Frederick Lothrop Ames Jr. (July 23, 1876 – June 19, 1921) was a Massachusetts financier and socialite. He was the great-grandson of Oliver Ames, who established the Ames Shovel Company, grandson of Oliver Ames Jr., and son of Frederick Lothrop Ames.

== Early life and education ==
Frederick Lothrop Ames Jr. was born July 23, 1876, in North Easton, Massachusetts. He was the second son of Frederick Lothrop Ames Sr. and Rebecca Caroline (Blair) Ames, and went by the name "Lothrop." The Ames' were fairly prominent in 19th century New England society, and had a major presence in small North Easton. Lothrop's father Frederick Sr. was considered by many to be the wealthiest man in Massachusetts. Frederick Sr. died at age 58 in 1893, leaving young Lothrop fatherless and extremely wealthy at age seventeen.

Lothrop received an A.B. degree from Harvard College in 1898. In 1902, he purchased the yacht Vigilant, which had won the America's Cup back in 1893.

== Career ==
Lothrop had interests in the family shovel business and served on the boards of directors of many companies, including banks, mining companies, railroads, power companies, hospitals, dredging companies, and others. He was involved with the breeding of Guernsey cattle and was a prominent member of the Massachusetts Guernsey Breeders Association. Lothrop kept an office in the family-owned Ames Building in Boston.

== Stone House Hill House ==
In 1904, shortly after his marriage to Edith Cryder, Lothrop commissioned architects Douglas H. Thomas and J. Harleston Parker, later of the firm Parker, Thomas and Rice) to design a mansion on the Easton-Brockton town line. The 50-room “Stone House Hill House” contained a gymnasium with glass-roofed indoor clay tennis court, marble swimming pool, squash court, garage, conservatory, barns and maintenance buildings. The building was completed in 1905.

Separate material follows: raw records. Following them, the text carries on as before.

use std::{net::SocketAddr, time::Duration};

use time::OffsetDateTime;
use tokio::{io::AsyncWriteExt, net::TcpStream};
use usage_client::domain::{Record, SeriesMeta};

/// Escape tag keys, tag values and field keys for ILP.
///
/// ILP requires escaping commas, spaces and equals with a backslash. The
/// backslash itself is doubled so a trailing one cannot swallow the next
/// separator. Line breaks cannot be escaped at all; `Record` and the decoder
/// keep them out of labels.
fn ilp_escape_ident(s: &str, out: &mut String) {
    for ch in s.chars() {
        match ch {
            ',' | ' ' | '=' | '\\' => {
                out.push('\\');
                out.push(ch);
            }
            _ => out.push(ch),
        }
    }
}

/// Measurement names only need commas, spaces and backslashes escaped.
fn ilp_escape_measurement(s: &str, out: &mut String) {
    for ch in s.chars() {
        if matches!(ch, ',' | ' ' | '\\') {
            out.push('\\');
        }
        out.push(ch);
    }
}

fn push_tag(out: &mut String, key: &str, value: &str) {
    out.push(',');
    ilp_escape_ident(key, out);
    out.push('=');
    ilp_escape_ident(value, out);
}

fn push_field_f64(out: &mut String, first: &mut bool, key: &str, value: f64) {
    if *first {
        *first = false;
    } else {
        out.push(',');
    }

    ilp_escape_ident(key, out);
    out.push('=');
    // f64 Display never uses exponent notation, and a value without the `i`
    // suffix is read back as a double.
    out.push_str(&value.to_string());
}

fn ts_to_unix_nanos(ts: OffsetDateTime) -> i128 {
    ts.unix_timestamp_nanos()
}

/// Append one ILP line (without trailing newline) for `record`.
///
/// Tags are written in key order: `market` (when known), `resolution`, `tag`,
/// `unit`. Nothing derived from wall-clock time or a counter is added, so the
/// same record always produces the same line and the destination's
/// (measurement, tags, timestamp) key dedupes resubmissions.
pub fn write_ilp_line(out: &mut String, measurement: &str, meta: &SeriesMeta, record: &Record) {
    ilp_escape_measurement(measurement, out);

    if let Some(market) = &meta.market {
        push_tag(out, "market", market);
    }
    push_tag(out, "resolution", &meta.resolution);
    push_tag(out, "tag", record.tag());
    push_tag(out, "unit", &meta.unit);

    out.push(' ');
    let mut first = true;
    for (name, value) in record.fields().iter() {
        push_field_f64(out, &mut first, name, value);
    }

    out.push(' ');
    out.push_str(&ts_to_unix_nanos(record.time()).to_string());
}

/// Encode a run of records as newline-terminated ILP lines.
pub fn encode_batch(measurement: &str, meta: &SeriesMeta, records: &[Record]) -> Vec<u8> {
    // Heuristic capacity: ~160 bytes per line.
    let mut s = String::with_capacity(records.len().saturating_mul(160));
    for record in records {
        write_ilp_line(&mut s, measurement, meta, record);
        s.push('\n');
    }
    s.into_bytes()
}

#[derive(thiserror::Error, Debug)]
pub enum TransportError {
    #[error("failed to connect to {addr}: {source}")]
    Connect {
        addr: SocketAddr,
        source: std::io::Error,
    },
    #[error("connecting to {addr} timed out after {timeout:?}")]
    ConnectTimeout { addr: SocketAddr, timeout: Duration },
    #[error("ilp write failed: {0}")]
    Write(#[source] std::io::Error),
    #[error("{0}")]
    Rejected(String),
    #[error("http request failed: {0}")]
    Http(#[source] reqwest::Error),
    #[error("invalid write url {0}")]
    InvalidUrl(String),
}

/// Delivers one encoded batch to the destination as a self-contained request.
#[async_trait::async_trait]
pub trait LineTransport: Send + Sync {
    async fn send(&self, payload: &[u8]) -> Result<(), TransportError>;
}

/// ILP over raw TCP, as accepted by QuestDB on port 9009. InfluxDB 2.x has no
/// TCP listener; use `HttpLineTransport` for it. Every batch gets its own
/// connection so batches never share state and can be written concurrently.
pub struct IlpTcpTransport {
    addr: SocketAddr,
    connect_timeout: Duration,
}

impl IlpTcpTransport {
    pub fn new(addr: SocketAddr, connect_timeout: Duration) -> Self {
        Self { addr, connect_timeout }
    }

    async fn connect(&self) -> Result<TcpStream, TransportError> {
        let stream = tokio::time::timeout(self.connect_timeout, TcpStream::connect(self.addr))
            .await
            .map_err(|_| TransportError::ConnectTimeout {
                addr: self.addr,
                timeout: self.connect_timeout,
            })?
            .map_err(|source| TransportError::Connect { addr: self.addr, source })?;
        let _ = stream.set_nodelay(true);
        Ok(stream)
    }
}

#[async_trait::async_trait]
impl LineTransport for IlpTcpTransport {
    async fn send(&self, payload: &[u8]) -> Result<(), TransportError> {
        let mut stream = self.connect().await?;
        stream.write_all(payload).await.map_err(TransportError::Write)?;
        stream.flush().await.map_err(TransportError::Write)?;
        stream.shutdown().await.map_err(TransportError::Write)?;
        metrics::counter!("ilp_bytes_total").increment(payload.len() as u64);
        Ok(())
    }
}
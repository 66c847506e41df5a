pub mod config;
pub mod decode;
pub mod metrics_server;
pub mod observability;
pub mod pipeline;
pub mod sinks;
pub mod sources;

pub use decode::{decode, decode_str, SchemaError};
pub use pipeline::{Envelope, Pipeline, PipelineFailure, PipelineResult, Sink};
use serde::{ser::SerializeMap, Serialize, Serializer};
use time::format_description::well_known::Rfc3339;
use tokio::{
    io::{AsyncWrite, AsyncWriteExt},
    sync::Mutex,
};
use tokio_util::sync::CancellationToken;
use usage_client::domain::{Record, UsageDocument};

use super::{BatchReport, BatchStatus, OutputError, WriteReport};
use crate::pipeline::Sink;

/// Serialises a document back into the export's own JSON shape.
struct WireDocument<'a>(&'a UsageDocument);

struct WireValues<'a>(&'a [Record]);

struct WireRecord<'a>(&'a Record);

impl Serialize for WireDocument<'_> {
    fn serialize<S: Serializer>(&self, serializer: S) -> Result<S::Ok, S::Error> {
        let meta = &self.0.meta;
        let mut map = serializer.serialize_map(None)?;
        map.serialize_entry("unit", &meta.unit)?;
        map.serialize_entry("resolution", &meta.resolution)?;
        if let Some(market) = &meta.market {
            map.serialize_entry("market", market)?;
        }
        map.serialize_entry("values", &WireValues(&self.0.records))?;
        map.end()
    }
}

impl Serialize for WireValues<'_> {
    fn serialize<S: Serializer>(&self, serializer: S) -> Result<S::Ok, S::Error> {
        serializer.collect_seq(self.0.iter().map(WireRecord))
    }
}

impl Serialize for WireRecord<'_> {
    fn serialize<S: Serializer>(&self, serializer: S) -> Result<S::Ok, S::Error> {
        let r = self.0;
        let time = r.time().format(&Rfc3339).map_err(serde::ser::Error::custom)?;

        let mut map = serializer.serialize_map(Some(r.fields().len() + 2))?;
        map.serialize_entry("time", &time)?;
        for (name, value) in r.fields().iter() {
            map.serialize_entry(name, &value)?;
        }
        map.serialize_entry("tag", r.tag())?;
        map.end()
    }
}

/// Render `document` as JSON text. Pretty output uses a four space indent.
pub fn render(document: &UsageDocument, pretty: bool) -> Result<Vec<u8>, serde_json::Error> {
    let wire = WireDocument(document);
    if !pretty {
        return serde_json::to_vec(&wire);
    }

    let mut buf = Vec::with_capacity(document.len().saturating_mul(128));
    let formatter = serde_json::ser::PrettyFormatter::with_indent(b"    ");
    let mut ser = serde_json::Serializer::with_formatter(&mut buf, formatter);
    wire.serialize(&mut ser)?;
    Ok(buf)
}

/// Writes each document as JSON, followed by a newline, to `out`.
pub struct Printer<W> {
    out: Mutex<W>,
    pretty: bool,
}

impl<W> Printer<W> {
    pub fn new(out: W, pretty: bool) -> Self {
        Self {
            out: Mutex::new(out),
            pretty,
        }
    }

    pub fn into_inner(self) -> W {
        self.out.into_inner()
    }
}

impl Printer<tokio::io::Stdout> {
    pub fn stdout(pretty: bool) -> Self {
        Self::new(tokio::io::stdout(), pretty)
    }
}

#[async_trait::async_trait]
impl<W> Sink for Printer<W>
where
    W: AsyncWrite + Unpin + Send,
{
    fn name(&self) -> &'static str {
        "printer"
    }

    async fn write(&self, document: &UsageDocument, cancel: &CancellationToken) -> Result<WriteReport, OutputError> {
        let range = 0..document.len();
        if cancel.is_cancelled() {
            return Ok(WriteReport {
                records: document.len(),
                batches: vec![BatchReport::skipped(0, range)],
            });
        }

        let mut payload = render(document, self.pretty)?;
        payload.push(b'\n');

        let mut out = self.out.lock().await;
        out.write_all(&payload).await?;
        out.flush().await?;

        metrics::counter!("sink_written_records_total", "sink" => "printer").increment(document.len() as u64);

        Ok(WriteReport {
            records: document.len(),
            batches: vec![BatchReport {
                index: 0,
                range,
                status: BatchStatus::Written,
                payload_digest: None,
            }],
        })
    }
}
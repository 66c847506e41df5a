//! Field names the provider is known to emit.
//!
//! The field set of a record is open; these exist so callers do not have to
//! spell the provider's mixed-case names by hand.

pub const CONSUMPTION: &str = "consumption";
pub const PRODUCTION: &str = "production";
pub const CONSUMPTION_PEAK: &str = "consumptionPeak";
pub const CONSUMPTION_OFF_PEAK: &str = "consumptionOffPeak";
pub const PRODUCTION_PEAK: &str = "productionPeak";
pub const PRODUCTION_OFF_PEAK: &str = "productionOffPeak";
pub const SJV_ESTIMATED_CONSUMPTION: &str = "sjvEstimatedConsumption";
pub const SJV_ESTIMATED_CONSUMPTION_PEAK: &str = "sjvEstimatedConsumptionPeak";
pub const SJV_ESTIMATED_CONSUMPTION_OFF_PEAK: &str = "sjvEstimatedConsumptionOffPeak";
pub const OOB_ESTIMATED_CONSUMPTION: &str = "OOB_Estimated_Consumption";
pub const OOB_CONSUMPTION_DIFFERENCE: &str = "OOB_Consumption_Difference";
pub const OOB_CONSUMPTION_DIFFERENCE_PERCENTAGE: &str = "OOB_Consumption_Difference_Percentage";

pub const KNOWN: [&str; 12] = [
    CONSUMPTION,
    PRODUCTION,
    CONSUMPTION_PEAK,
    CONSUMPTION_OFF_PEAK,
    PRODUCTION_PEAK,
    PRODUCTION_OFF_PEAK,
    SJV_ESTIMATED_CONSUMPTION,
    SJV_ESTIMATED_CONSUMPTION_PEAK,
    SJV_ESTIMATED_CONSUMPTION_OFF_PEAK,
    OOB_ESTIMATED_CONSUMPTION,
    OOB_CONSUMPTION_DIFFERENCE,
    OOB_CONSUMPTION_DIFFERENCE_PERCENTAGE,
];

/// Whether `name` is one of the provider fields listed above.
pub fn is_known(name: &str) -> bool {
    KNOWN.contains(&name)
}
//! Flat-file field escaping
//!
//! Output framing: fields joined by a single TAB, rows terminated by a single
//! LF, no header. Inside a field the bytes that could break that framing are
//! replaced by two-byte sequences:
//!
//! | raw byte | written as |
//! |----------|------------|
//! | `\`      | `\\`       |
//! | TAB      | `\t`       |
//! | CR       | `\r`       |
//! | LF       | `\n`       |
//!
//! Backslash is escaped too, so [`unescape_field`] is an exact inverse for
//! any byte sequence, valid UTF-8 or not, and a raw TAB or LF in the output
//! is always framing.
//!
//! SQL NULL is written as the bare field `\N`, the warehouse loader's null
//! marker. No escaped value can produce it: a text value `\N` is written as
//! `\\N`, and the empty string stays an empty field.

use thiserror::Error;

pub const FIELD_DELIMITER: u8 = b'\t';
pub const RECORD_TERMINATOR: u8 = b'\n';
const ESCAPE: u8 = b'\\';

/// Whole-field marker for SQL NULL
pub const NULL_MARKER: &[u8] = b"\\N";

#[derive(Debug, Clone, PartialEq, Eq, Error)]
pub enum UnescapeError {
    #[error("Dangling escape at end of field")]
    DanglingEscape,

    #[error("Unknown escape byte 0x{byte:02x} at offset {offset}")]
    UnknownEscape { byte: u8, offset: usize },
}

/// Append `raw` to `out` with framing bytes escaped
pub fn escape_field_into(out: &mut Vec<u8>, raw: &[u8]) {
    out.reserve(raw.len());
    for &byte in raw {
        match byte {
            ESCAPE => out.extend_from_slice(b"\\\\"),
            b'\t' => out.extend_from_slice(b"\\t"),
            b'\r' => out.extend_from_slice(b"\\r"),
            b'\n' => out.extend_from_slice(b"\\n"),
            other => out.push(other),
        }
    }
}

/// Append a value that may be NULL
pub fn escape_nullable_field_into(out: &mut Vec<u8>, raw: Option<&[u8]>) {
    match raw {
        Some(raw) => escape_field_into(out, raw),
        None => out.extend_from_slice(NULL_MARKER),
    }
}

pub fn escape_field(raw: &[u8]) -> Vec<u8> {
    let mut out = Vec::with_capacity(raw.len());
    escape_field_into(&mut out, raw);
    out
}

/// Append one framed record: escaped fields, TAB separated, LF terminated
pub fn escape_row_into<F>(out: &mut Vec<u8>, fields: &[F])
where
    F: AsRef<[u8]>,
{
    for (i, field) in fields.iter().enumerate() {
        if i > 0 {
            out.push(FIELD_DELIMITER);
        }
        escape_field_into(out, field.as_ref());
    }
    out.push(RECORD_TERMINATOR);
}

pub fn escape_row<F: AsRef<[u8]>>(fields: &[F]) -> Vec<u8> {
    let mut out = Vec::new();
    escape_row_into(&mut out, fields);
    out
}

/// [`escape_row_into`] for rows with NULLs, `None` becomes [`NULL_MARKER`]
pub fn escape_nullable_row_into<F>(out: &mut Vec<u8>, fields: &[Option<F>])
where
    F: AsRef<[u8]>,
{
    for (i, field) in fields.iter().enumerate() {
        if i > 0 {
            out.push(FIELD_DELIMITER);
        }
        escape_nullable_field_into(out, field.as_ref().map(|f| f.as_ref()));
    }
    out.push(RECORD_TERMINATOR);
}

/// Split one record (without its LF) into its escaped fields
///
/// Every raw TAB in a record is a delimiter, so a plain split is enough.
pub fn split_line(line: &[u8]) -> Vec<&[u8]> {
    line.split(|&b| b == FIELD_DELIMITER).collect()
}

/// Reverse [`escape_field`]
pub fn unescape_field(escaped: &[u8]) -> Result<Vec<u8>, UnescapeError> {
    let mut out = Vec::with_capacity(escaped.len());
    let mut bytes = escaped.iter().copied().enumerate();

    while let Some((offset, byte)) = bytes.next() {
        if byte != ESCAPE {
            out.push(byte);
            continue;
        }
        match bytes.next() {
            Some((_, ESCAPE)) => out.push(ESCAPE),
            Some((_, b't')) => out.push(b'\t'),
            Some((_, b'r')) => out.push(b'\r'),
            Some((_, b'n')) => out.push(b'\n'),
            Some((_, other)) => return Err(UnescapeError::UnknownEscape { byte: other, offset }),
            None => return Err(UnescapeError::DanglingEscape),
        }
    }

    Ok(out)
}

/// Reverse [`escape_nullable_field_into`], `None` for the NULL marker
pub fn unescape_nullable_field(escaped: &[u8]) -> Result<Option<Vec<u8>>, UnescapeError> {
    if escaped == NULL_MARKER {
        return Ok(None);
    }
    unescape_field(escaped).map(Some)
}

By 1935, Ames was deceased and Edith remarried. She sold the entire Stone House Hill House and property to the Catholic Congregation of Holy Cross. Between 1935 and 1948, the congregation used the place as a seminary to educate candidates for the priesthood. In 1948, the Congregation of Holy Cross established Stonehill College on the property.

==Personal life==
He married Edith Callender Cryder, one of the Cryder triplets, a daughter of Duncan Cryder of New York City, on May 31, 1904, at Trinity Church in New York City. They had two children, Frederick and Mary.

===Death===
Lothrop took ill on May 1, 1921, had surgery on May 6, appeared to recover on June 11, but died on June 19 at his home in North Easton. His funeral was held June 22 at the Unity Church of North Easton, which his family had attended for many years. He was buried at the Village Cemetery behind the church.